● **What to do**
Which of the lines below include "target"? Each one should be copied out.

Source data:
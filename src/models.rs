//! Data models for the experiment analyzer.
//!
//! This module contains the core data structures used throughout
//! the application for representing runs, capture events, loaded tables,
//! group statistics and the final report.

use chrono::{DateTime, Utc};
use serde::{Deserialize, Serialize};
use std::collections::BTreeMap;
use std::fmt;

/// Experiment family, identified by the first character of a condition label.
#[derive(Debug, Clone, Copy, PartialEq, Eq, PartialOrd, Ord, Hash, Serialize, Deserialize)]
#[serde(rename_all = "lowercase")]
pub enum ExperimentFamily {
    /// "A" conditions - population size effects
    Population,
    /// "B" conditions - cohesion strength effects
    Cohesion,
    /// "C" conditions - confusion intensity effects
    Confusion,
}

impl ExperimentFamily {
    /// All known families in report order.
    pub const ALL: [ExperimentFamily; 3] = [
        ExperimentFamily::Population,
        ExperimentFamily::Cohesion,
        ExperimentFamily::Confusion,
    ];

    /// Condition prefix for this family.
    pub fn prefix(&self) -> char {
        match self {
            ExperimentFamily::Population => 'A',
            ExperimentFamily::Cohesion => 'B',
            ExperimentFamily::Confusion => 'C',
        }
    }

    /// Human-readable name of the varied parameter.
    pub fn parameter(&self) -> &'static str {
        match self {
            ExperimentFamily::Population => "Population Size",
            ExperimentFamily::Cohesion => "Cohesion Strength",
            ExperimentFamily::Confusion => "Confusion Intensity",
        }
    }

    pub fn from_prefix(prefix: char) -> Option<Self> {
        Self::ALL.into_iter().find(|f| f.prefix() == prefix)
    }

    /// Family of a condition label, `None` for unknown or empty labels.
    pub fn from_condition(condition: &str) -> Option<Self> {
        condition.chars().next().and_then(Self::from_prefix)
    }
}

impl fmt::Display for ExperimentFamily {
    fn fmt(&self, f: &mut fmt::Formatter<'_>) -> fmt::Result {
        write!(f, "Experiment {}: {}", self.prefix(), self.parameter())
    }
}

/// One experiment execution, parsed from a `*_summary.txt` artifact.
#[derive(Debug, Clone, PartialEq, Serialize, Deserialize)]
pub struct RunRecord {
    /// Run name taken from the artifact file name.
    pub run_name: String,
    /// Experiment condition label (e.g. "A1").
    pub condition: String,
    /// Number of boids at the start of the run.
    pub initial_count: Option<u32>,
    /// Seconds until the first kill; `None` when no kill was recorded.
    pub first_kill_time: Option<f64>,
    /// Kills per minute.
    pub capture_rate: Option<f64>,
    /// Run duration in seconds.
    pub total_duration: Option<f64>,
    /// Kills recorded over the run.
    pub total_kills: Option<u32>,
    /// Keys the parser does not interpret, kept verbatim.
    #[serde(skip_serializing_if = "BTreeMap::is_empty", default)]
    pub extra: BTreeMap<String, String>,
}

impl RunRecord {
    /// Creates a record with only identity fields set.
    pub fn new(run_name: impl Into<String>, condition: impl Into<String>) -> Self {
        Self {
            run_name: run_name.into(),
            condition: condition.into(),
            initial_count: None,
            first_kill_time: None,
            capture_rate: None,
            total_duration: None,
            total_kills: None,
            extra: BTreeMap::new(),
        }
    }
}

/// Structural union of CSV artifacts.
///
/// Columns are kept in first-seen order; a row that came from a file
/// without some column holds `None` in that position.
#[derive(Debug, Clone, Default, PartialEq, Serialize, Deserialize)]
pub struct Table {
    pub columns: Vec<String>,
    pub rows: Vec<Vec<Option<String>>>,
}

impl Table {
    pub fn new(columns: Vec<String>) -> Self {
        Self {
            columns,
            rows: Vec::new(),
        }
    }

    /// Number of rows.
    pub fn len(&self) -> usize {
        self.rows.len()
    }

    pub fn is_empty(&self) -> bool {
        self.rows.is_empty()
    }

    pub fn column_index(&self, name: &str) -> Option<usize> {
        self.columns.iter().position(|c| c == name)
    }

    /// Cell value by row index and column name.
    pub fn value(&self, row: usize, column: &str) -> Option<&str> {
        let idx = self.column_index(column)?;
        self.rows.get(row)?.get(idx)?.as_deref()
    }

    /// Append another table, widening the column set as needed.
    ///
    /// Row order is preserved: existing rows first, then `other`'s rows in
    /// their original order. No deduplication takes place.
    pub fn append(&mut self, other: Table) {
        let mapping: Vec<usize> = other
            .columns
            .iter()
            .map(|name| match self.column_index(name) {
                Some(idx) => idx,
                None => {
                    self.columns.push(name.clone());
                    for row in &mut self.rows {
                        row.push(None);
                    }
                    self.columns.len() - 1
                }
            })
            .collect();

        let width = self.columns.len();
        for row in other.rows {
            let mut widened = vec![None; width];
            for (value, &target) in row.into_iter().zip(&mapping) {
                widened[target] = value;
            }
            self.rows.push(widened);
        }
    }
}

/// One predation event from a `*_captures.csv` artifact.
#[derive(Debug, Clone, PartialEq, Serialize, Deserialize)]
pub struct CaptureEvent {
    pub condition: String,
    pub time_sec: Option<f64>,
    /// 1-based kill sequence index.
    pub kill_number: Option<u32>,
    /// Boids in the predator's view at the moment of capture.
    pub boids_in_view: Option<u32>,
    /// Seconds since the previous capture in the same condition.
    pub time_delta: Option<f64>,
}

/// Descriptive statistics over one numeric field; `None` when undefined.
#[derive(Debug, Clone, Default, PartialEq, Serialize, Deserialize)]
pub struct FieldStats {
    /// Number of non-missing values.
    pub count: usize,
    pub mean: Option<f64>,
    /// Sample standard deviation (n - 1); undefined below two values.
    pub std: Option<f64>,
    pub min: Option<f64>,
    pub max: Option<f64>,
}

/// Statistics over a group of run records.
#[derive(Debug, Clone, Default, PartialEq, Serialize, Deserialize)]
pub struct GroupStats {
    /// Group key (a condition label, a family prefix, or "all").
    pub label: String,
    /// Number of run records in the group.
    pub runs: usize,
    pub initial_count: FieldStats,
    pub first_kill_time: FieldStats,
    pub capture_rate: FieldStats,
    pub total_duration: FieldStats,
}

/// Per-family grouping with its statistics.
#[derive(Debug, Clone, PartialEq, Serialize, Deserialize)]
pub struct FamilySummary {
    pub family: ExperimentFamily,
    /// Sorted condition labels in this family.
    pub conditions: Vec<String>,
    pub stats: GroupStats,
}

impl FamilySummary {
    pub fn is_empty(&self) -> bool {
        self.stats.runs == 0
    }
}

/// Most and least efficient runs by capture rate.
#[derive(Debug, Clone, PartialEq, Serialize, Deserialize)]
pub struct Extremes {
    pub most_efficient: RunRecord,
    pub least_efficient: RunRecord,
}

impl Extremes {
    /// Absolute capture-rate difference in kills per minute.
    pub fn rate_difference(&self) -> Option<f64> {
        Some(self.most_efficient.capture_rate? - self.least_efficient.capture_rate?)
    }

    /// Relative difference in percent; undefined when the lowest rate is zero.
    pub fn percent_difference(&self) -> Option<f64> {
        let high = self.most_efficient.capture_rate?;
        let low = self.least_efficient.capture_rate?;
        if low == 0.0 {
            return None;
        }
        Some((high / low - 1.0) * 100.0)
    }
}

/// First-degree least-squares fit `y = slope * x + intercept`.
#[derive(Debug, Clone, Copy, PartialEq, Serialize, Deserialize)]
pub struct TrendLine {
    pub slope: f64,
    pub intercept: f64,
    /// Number of points the line was fitted on.
    pub points: usize,
}

impl TrendLine {
    pub fn predict(&self, x: f64) -> f64 {
        self.slope * x + self.intercept
    }
}

/// View-size statistics at capture time, plus the latency trend.
#[derive(Debug, Clone, Default, PartialEq, Serialize, Deserialize)]
pub struct ConfusionSummary {
    pub median_in_view: Option<f64>,
    pub min_in_view: Option<f64>,
    pub max_in_view: Option<f64>,
    /// Trend of inter-capture delta against boids in view.
    pub trend: Option<TrendLine>,
}

/// Metadata about the analysis run.
#[derive(Debug, Clone, Serialize, Deserialize)]
pub struct ReportMetadata {
    /// Report title.
    pub title: String,
    /// Date and time of the analysis.
    pub analysis_date: DateTime<Utc>,
    /// Data directory the artifacts were read from.
    pub data_dir: String,
    /// Number of run records parsed.
    pub runs: usize,
    /// Number of capture rows loaded.
    pub capture_rows: usize,
    /// Number of snapshot rows loaded.
    pub snapshot_rows: usize,
    /// Columns present in the snapshot union.
    pub snapshot_columns: Vec<String>,
    /// Artifacts that could not be read or parsed.
    pub files_skipped: usize,
    /// Chart files written alongside the report.
    pub charts: Vec<String>,
    /// Duration of the analysis in seconds.
    pub duration_seconds: f64,
}

/// The complete analysis report.
#[derive(Debug, Clone, Serialize, Deserialize)]
pub struct Report {
    pub metadata: ReportMetadata,
    /// Run records sorted by condition.
    pub records: Vec<RunRecord>,
    /// Statistics over all runs.
    pub overall: GroupStats,
    /// One entry per known family, possibly empty.
    pub families: Vec<FamilySummary>,
    /// Statistics per condition label.
    pub conditions: Vec<GroupStats>,
    pub confusion: ConfusionSummary,
    pub extremes: Extremes,
    /// Capture events with inter-event deltas.
    pub captures: Vec<CaptureEvent>,
}

#[cfg(test)]
mod tests {
    use super::*;

    fn table(columns: &[&str], rows: &[&[&str]]) -> Table {
        Table {
            columns: columns.iter().map(|c| c.to_string()).collect(),
            rows: rows
                .iter()
                .map(|r| r.iter().map(|v| Some(v.to_string())).collect())
                .collect(),
        }
    }

    #[test]
    fn test_family_from_condition() {
        assert_eq!(
            ExperimentFamily::from_condition("A1"),
            Some(ExperimentFamily::Population)
        );
        assert_eq!(
            ExperimentFamily::from_condition("B3"),
            Some(ExperimentFamily::Cohesion)
        );
        assert_eq!(
            ExperimentFamily::from_condition("C2"),
            Some(ExperimentFamily::Confusion)
        );
        assert_eq!(ExperimentFamily::from_condition("D1"), None);
        assert_eq!(ExperimentFamily::from_condition(""), None);
    }

    #[test]
    fn test_family_display() {
        assert_eq!(
            ExperimentFamily::Cohesion.to_string(),
            "Experiment B: Cohesion Strength"
        );
    }

    #[test]
    fn test_table_append_widens_columns() {
        let mut base = table(&["condition", "time_sec"], &[&["A1", "1.0"]]);
        let other = table(&["time_sec", "condition", "extra"], &[&["2.0", "B1", "x"]]);

        base.append(other);

        assert_eq!(base.columns, vec!["condition", "time_sec", "extra"]);
        assert_eq!(base.len(), 2);
        assert_eq!(base.value(0, "extra"), None);
        assert_eq!(base.value(1, "condition"), Some("B1"));
        assert_eq!(base.value(1, "time_sec"), Some("2.0"));
        assert_eq!(base.value(1, "extra"), Some("x"));
    }

    #[test]
    fn test_table_append_into_empty() {
        let mut base = Table::default();
        base.append(table(&["a"], &[&["1"], &["2"]]));
        base.append(table(&["a"], &[&["1"]]));

        // Duplicates are kept
        assert_eq!(base.len(), 3);
        assert_eq!(base.value(2, "a"), Some("1"));
    }

    #[test]
    fn test_extremes_differences() {
        let mut fast = RunRecord::new("run_a2", "A2");
        fast.capture_rate = Some(6.0);
        let mut slow = RunRecord::new("run_b1", "B1");
        slow.capture_rate = Some(2.0);

        let extremes = Extremes {
            most_efficient: fast,
            least_efficient: slow.clone(),
        };
        assert_eq!(extremes.rate_difference(), Some(4.0));
        assert_eq!(extremes.percent_difference(), Some(200.0));

        let mut zero = slow;
        zero.capture_rate = Some(0.0);
        let extremes = Extremes {
            least_efficient: zero,
            ..extremes
        };
        assert_eq!(extremes.percent_difference(), None);
    }

    #[test]
    fn test_trend_predict() {
        let trend = TrendLine {
            slope: 2.0,
            intercept: 1.0,
            points: 3,
        };
        assert_eq!(trend.predict(3.0), 7.0);
    }
}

● **Result below**
            for (value, &target) in row.into_iter().zip(&mapping) {
                widened[target] = value;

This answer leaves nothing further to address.